Content starts
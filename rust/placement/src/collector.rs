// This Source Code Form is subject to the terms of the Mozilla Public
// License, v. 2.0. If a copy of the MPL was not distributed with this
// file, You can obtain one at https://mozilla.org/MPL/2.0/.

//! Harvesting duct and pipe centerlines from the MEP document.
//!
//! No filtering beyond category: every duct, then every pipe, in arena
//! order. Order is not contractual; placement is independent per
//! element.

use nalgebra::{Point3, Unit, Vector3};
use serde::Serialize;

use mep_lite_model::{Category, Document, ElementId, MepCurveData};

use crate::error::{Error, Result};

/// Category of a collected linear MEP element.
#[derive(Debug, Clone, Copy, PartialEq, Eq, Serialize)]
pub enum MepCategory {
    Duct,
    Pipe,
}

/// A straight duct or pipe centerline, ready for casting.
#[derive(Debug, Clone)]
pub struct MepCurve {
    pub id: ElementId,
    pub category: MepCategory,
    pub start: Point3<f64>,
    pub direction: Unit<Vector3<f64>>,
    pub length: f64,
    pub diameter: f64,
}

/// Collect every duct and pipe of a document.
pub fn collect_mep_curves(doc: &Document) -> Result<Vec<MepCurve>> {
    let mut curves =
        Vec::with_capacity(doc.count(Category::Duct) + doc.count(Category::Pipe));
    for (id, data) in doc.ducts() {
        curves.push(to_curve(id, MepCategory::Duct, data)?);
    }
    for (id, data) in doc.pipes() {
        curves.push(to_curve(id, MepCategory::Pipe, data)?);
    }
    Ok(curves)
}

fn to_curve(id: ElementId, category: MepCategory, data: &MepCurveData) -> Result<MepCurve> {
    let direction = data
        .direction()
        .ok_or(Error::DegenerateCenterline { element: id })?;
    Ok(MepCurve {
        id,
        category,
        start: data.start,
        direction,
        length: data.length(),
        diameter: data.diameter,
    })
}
Content ends
Take the records above and write each one out again exactly.

filename rust/placement/src/collector.rs
// This Source Code Form is subject to the terms of the Mozilla Public
// License, v. 2.0. If a copy of the MPL was not distributed with this
// file, You can obtain one at https://mozilla.org/MPL/2.0/.

//! Harvesting duct and pipe centerlines from the MEP document.
//!
//! No filtering beyond category: every duct, then every pipe, in arena
//! order. Order is not contractual; placement is independent per
//! element.

use nalgebra::{Point3, Unit, Vector3};
use serde::Serialize;

use mep_lite_model::{Category, Document, ElementId, MepCurveData};

use crate::error::{Error, Result};

/// Category of a collected linear MEP element.
#[derive(Debug, Clone, Copy, PartialEq, Eq, Serialize)]
pub enum MepCategory {
    Duct,
    Pipe,
}

/// A straight duct or pipe centerline, ready for casting.
#[derive(Debug, Clone)]
pub struct MepCurve {
    pub id: ElementId,
    pub category: MepCategory,
    pub start: Point3<f64>,
    pub direction: Unit<Vector3<f64>>,
    pub length: f64,
    pub diameter: f64,
}

/// Collect every duct and pipe of a document.
pub fn collect_mep_curves(doc: &Document) -> Result<Vec<MepCurve>> {
    let mut curves =
        Vec::with_capacity(doc.count(Category::Duct) + doc.count(Category::Pipe));
    for (id, data) in doc.ducts() {
        curves.push(to_curve(id, MepCategory::Duct, data)?);
    }
    for (id, data) in doc.pipes() {
        curves.push(to_curve(id, MepCategory::Pipe, data)?);
    }
    Ok(curves)
}

fn to_curve(id: ElementId, category: MepCategory, data: &MepCurveData) -> Result<MepCurve> {
    let direction = data
        .direction()
        .ok_or(Error::DegenerateCenterline { element: id })?;
    Ok(MepCurve {
        id,
        category,
        start: data.start,
        direction,
        length: data.length(),
        diameter: data.diameter,
    })
}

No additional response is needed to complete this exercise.